Calculate the time using the formula: \(t = \frac{(\ln(8)) \times 27.4\,days}{\ln{2}}\) \(t =\frac{(\ln(2^3)) \times 27.4\,days}{\ln{2}}\) We can use the logarithmic property: \(\ln(a^b)=b\ln(a)\) \(t =\frac{(3\ln{2}) \times 27.4\,days}{\ln{2}}\) Now, divide by \(\ln{2}\) on both sides: \(t = 3 \times 27.4\,days\) Finally, multiply: \(t = 82.2\,days\) The time required for the \(5.00\,\mathrm{g}\) sample of \({ }^{233}\mathrm{~Pa}\) to decay to \(0.625\,\mathrm{g}\) is approximately 82.2 days.

Key concepts

Half-life

The concept of half-life is critical in understanding radioactive decay processes. Half-life (\( t_{\text{half}} \)) is the amount of time it takes for half of a radioactive sample to decay. During this period, the quantity of the original radioactive atoms is reduced by 50%. This decrease happens as these atoms transform into other elements or isotopes by emitting radiation.
Understanding half-life provides insights into the behavior of radioactive substances:

• It helps predict how long a radioactive material will remain active.
• It can be used to date ancient objects through radiometric dating.
• It's key to managing nuclear waste safely, as materials must be contained until they're no longer hazardous.
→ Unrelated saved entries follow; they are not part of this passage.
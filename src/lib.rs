//! B站视频数据监控
//!
//! 核心是数据抓取：WBI 签名、密钥缓存、两次请求合并成一条视频记录，
//! 以及限制并发的批量抓取。HTTP 接口和定时刷新是外围的调用方。

pub mod assembler;
pub mod batch;
pub mod client;
pub mod crawler;
pub mod credential;
pub mod error;
pub mod prediction;
pub mod server;
pub mod state;
pub mod wbi;

pub use assembler::{RecordAssembler, VideoSource};
pub use batch::{BatchCoordinator, DEFAULT_MAX_CONCURRENCY};
pub use client::{ClientConfig, PlatformClient};
pub use credential::{Credential, SignatureCache};
pub use error::{BiliError, PredictionError, Result};
pub use state::{SharedState, VideoRecord};
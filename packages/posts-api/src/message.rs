//! The `{"message": ...}` body shared by errors and confirmations.

use serde::{Deserialize, Serialize};

/// The JSON body returned for all error responses and for delete confirmations.
///
/// ```json
/// { "message": "Could not find post with id 7" }
/// ```
#[derive(Debug, Clone, Serialize, Deserialize, PartialEq, Eq)]
pub struct MessageResponse {
    /// Human-readable description of the outcome.
    pub message: String,
}

impl MessageResponse {
    pub fn new(message: impl Into<String>) -> Self {
        Self {
            message: message.into(),
        }
    }

    /// `404` body for a post id that does not resolve.
    pub fn post_not_found(id: impl std::fmt::Display) -> Self {
        Self::new(format!("Could not find post with id {id}"))
    }

    /// `200` body confirming a delete.
    pub fn post_deleted(id: i64) -> Self {
        Self::new(format!("Deleted post with id {id} from database"))
    }
}

/// Fixed messages used by the content-negotiation filters.
pub mod messages {
    pub const NOT_ACCEPTABLE: &str = "Request must accept application/json data";
    pub const UNSUPPORTED_MEDIA_TYPE: &str = "Request must contain application/json data";
    pub const INVALID_JSON: &str = "Request body is not valid JSON";
    pub const METHOD_NOT_ALLOWED: &str = "Method not allowed";
}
In the exercise, we saw an example where a sample of \({ }^{233} \text{Pa} \) undergoes beta decay, and the half-life was provided as 27.4 days. This means every 27.4 days, the quantity of \({ }^{233} \text{Pa} \) is reduced to half of its previous value.

Beta Decay

Beta decay is a type of radioactive decay in which a beta particle (electron or positron) is emitted by the nucleus of an unstable atom. This transformation alters the atomic structure, resulting in the formation of a new element or isotope.
In beta minus (\( \beta^- \)) decay, a neutron transforms into a proton, emitting an electron and an antineutrino. This process increases the atomic number by one. In beta plus (\( \beta^+ \)) decay, a proton is converted into a neutron, releasing a positron and a neutrino, reducing the atomic number by one. Both processes help nuclei achieve a more stable, lower-energy state.For \({ }^{233} \text{Pa} \), the focus is on beta decay as it transforms into another element, progressing along the decay chain until stability is achieved. Understanding these transformations also allows scientists to trace particle movement through space and time.

Decay Formula

The decay formula is a mathematical expression that aids in calculating the time required for a radioactive substance to decay from an initial mass (\( M_i \)) to a final mass (\( M_f \)). The formula relates to the concept of half-life (\( t_{\text{half}} \)) making it possible to forecast decay over time.The formula used in the exercise is:\[t = \frac{(\ln(\frac{M_i}{M_f})) \times t_{\text{half}}}{\ln{2}}\]This equation helps compute the total decay time (\( t \)) by incorporating:

• The initial mass (\( M_i = 5.00 \text{ g} \)
• The final mass (\( M_f = 0.625 \text{ g} \)
• The known half-life of the material (\( t_{\text{half}} = 27.4 \text{ days} \)

By plugging these values into the formula, students can determine how long it takes for a given sample to decay, as calculated in the solution to be approximately 82.2 days. This demonstrates the power of mathematical models to solve real-world scientific problems by understanding the predictable nature of radioactive decay processes.